(Beginning of Data extract)

//! ---
//! nsp_section: "06-test-harness"
//! nsp_subsection: "module"
//! nsp_type: "source"
//! nsp_scope: "code"
//! nsp_description: "Probe scenarios, setup and reporting."
//! nsp_version: "v0.1.0"
//! nsp_owner: "tbd"
//! ---
use std::fmt;
use std::time::Duration;

use nsprobe_exec::{DispatchError, ExecutionContext};
use serde::{Deserialize, Serialize};
use thiserror::Error;

/// One expectation that did not hold.
#[derive(Debug, Clone, PartialEq, Eq, Serialize, Deserialize)]
pub struct AssertionFailure {
    pub label: String,
    pub expected: usize,
    pub actual: usize,
}

impl fmt::Display for AssertionFailure {
    fn fmt(&self, f: &mut fmt::Formatter<'_>) -> fmt::Result {
        write!(
            f,
            "{}: expected {} but found {}",
            self.label, self.expected, self.actual
        )
    }
}

/// Every failed expectation of a scenario, reported together.
#[derive(Debug, Clone, Default, PartialEq, Eq, Serialize, Deserialize)]
#[serde(transparent)]
pub struct AssertionFailures(pub Vec<AssertionFailure>);

impl AssertionFailures {
    pub fn is_empty(&self) -> bool {
        self.0.is_empty()
    }

    pub fn len(&self) -> usize {
        self.0.len()
    }

    pub fn iter(&self) -> impl Iterator<Item = &AssertionFailure> {
        self.0.iter()
    }
}

impl fmt::Display for AssertionFailures {
    fn fmt(&self, f: &mut fmt::Formatter<'_>) -> fmt::Result {
        for (index, failure) in self.0.iter().enumerate() {
            if index > 0 {
                f.write_str("; ")?;
            }
            write!(f, "{failure}")?;
        }
        Ok(())
    }
}

#[derive(Debug, Error)]
pub enum HarnessError {
    #[error("setup failed: {reason}")]
    Setup { reason: String },
    #[error("{context}: interrupted before the probe recorded its counts")]
    Interrupted { context: ExecutionContext },
    #[error("{context}: probe did not complete within {waited:?}")]
    TimedOut {
        context: ExecutionContext,
        waited: Duration,
    },
    #[error("{context}: probe could not be submitted: {source}")]
    Dispatch {
        context: ExecutionContext,
        #[source]
        source: DispatchError,
    },
    #[error("{context}: {} assertion(s) failed: {failures}", .failures.len())]
    AssertionFailed {
        context: ExecutionContext,
        failures: AssertionFailures,
    },
}

impl HarnessError {
    /// Execution context the error belongs to; `None` for setup failures.
    pub fn context(&self) -> Option<ExecutionContext> {
        match self {
            HarnessError::Setup { .. } => None,
            HarnessError::Interrupted { context }
            | HarnessError::TimedOut { context, .. }
            | HarnessError::Dispatch { context, .. }
            | HarnessError::AssertionFailed { context, .. } => Some(*context),
        }
    }

    /// Whether the scenario ran and observed wrong values, as opposed to erroring.
    pub fn is_assertion(&self) -> bool {
        matches!(self, HarnessError::AssertionFailed { .. })
    }
}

(End of Data extract)

Using the entries above, print each one again without any alteration.

//! ---
//! nsp_section: "06-test-harness"
//! nsp_subsection: "module"
//! nsp_type: "source"
//! nsp_scope: "code"
//! nsp_description: "Probe scenarios, setup and reporting."
//! nsp_version: "v0.1.0"
//! nsp_owner: "tbd"
//! ---
use std::fmt;
use std::time::Duration;

use nsprobe_exec::{DispatchError, ExecutionContext};
use serde::{Deserialize, Serialize};
use thiserror::Error;

/// One expectation that did not hold.
#[derive(Debug, Clone, PartialEq, Eq, Serialize, Deserialize)]
pub struct AssertionFailure {
    pub label: String,
    pub expected: usize,
    pub actual: usize,
}

impl fmt::Display for AssertionFailure {
    fn fmt(&self, f: &mut fmt::Formatter<'_>) -> fmt::Result {
        write!(
            f,
            "{}: expected {} but found {}",
            self.label, self.expected, self.actual
        )
    }
}

/// Every failed expectation of a scenario, reported together.
#[derive(Debug, Clone, Default, PartialEq, Eq, Serialize, Deserialize)]
#[serde(transparent)]
pub struct AssertionFailures(pub Vec<AssertionFailure>);

impl AssertionFailures {
    pub fn is_empty(&self) -> bool {
        self.0.is_empty()
    }

    pub fn len(&self) -> usize {
        self.0.len()
    }

    pub fn iter(&self) -> impl Iterator<Item = &AssertionFailure> {
        self.0.iter()
    }
}

impl fmt::Display for AssertionFailures {
    fn fmt(&self, f: &mut fmt::Formatter<'_>) -> fmt::Result {
        for (index, failure) in self.0.iter().enumerate() {
            if index > 0 {
                f.write_str("; ")?;
            }
            write!(f, "{failure}")?;
        }
        Ok(())
    }
}

#[derive(Debug, Error)]
pub enum HarnessError {
    #[error("setup failed: {reason}")]
    Setup { reason: String },
    #[error("{context}: interrupted before the probe recorded its counts")]
    Interrupted { context: ExecutionContext },
    #[error("{context}: probe did not complete within {waited:?}")]
    TimedOut {
        context: ExecutionContext,
        waited: Duration,
    },
    #[error("{context}: probe could not be submitted: {source}")]
    Dispatch {
        context: ExecutionContext,
        #[source]
        source: DispatchError,
    },
    #[error("{context}: {} assertion(s) failed: {failures}", .failures.len())]
    AssertionFailed {
        context: ExecutionContext,
        failures: AssertionFailures,
    },
}

impl HarnessError {
    /// Execution context the error belongs to; `None` for setup failures.
    pub fn context(&self) -> Option<ExecutionContext> {
        match self {
            HarnessError::Setup { .. } => None,
            HarnessError::Interrupted { context }
            | HarnessError::TimedOut { context, .. }
            | HarnessError::Dispatch { context, .. }
            | HarnessError::AssertionFailed { context, .. } => Some(*context),
        }
    }

    /// Whether the scenario ran and observed wrong values, as opposed to erroring.
    pub fn is_assertion(&self) -> bool {
        matches!(self, HarnessError::AssertionFailed { .. })
    }
}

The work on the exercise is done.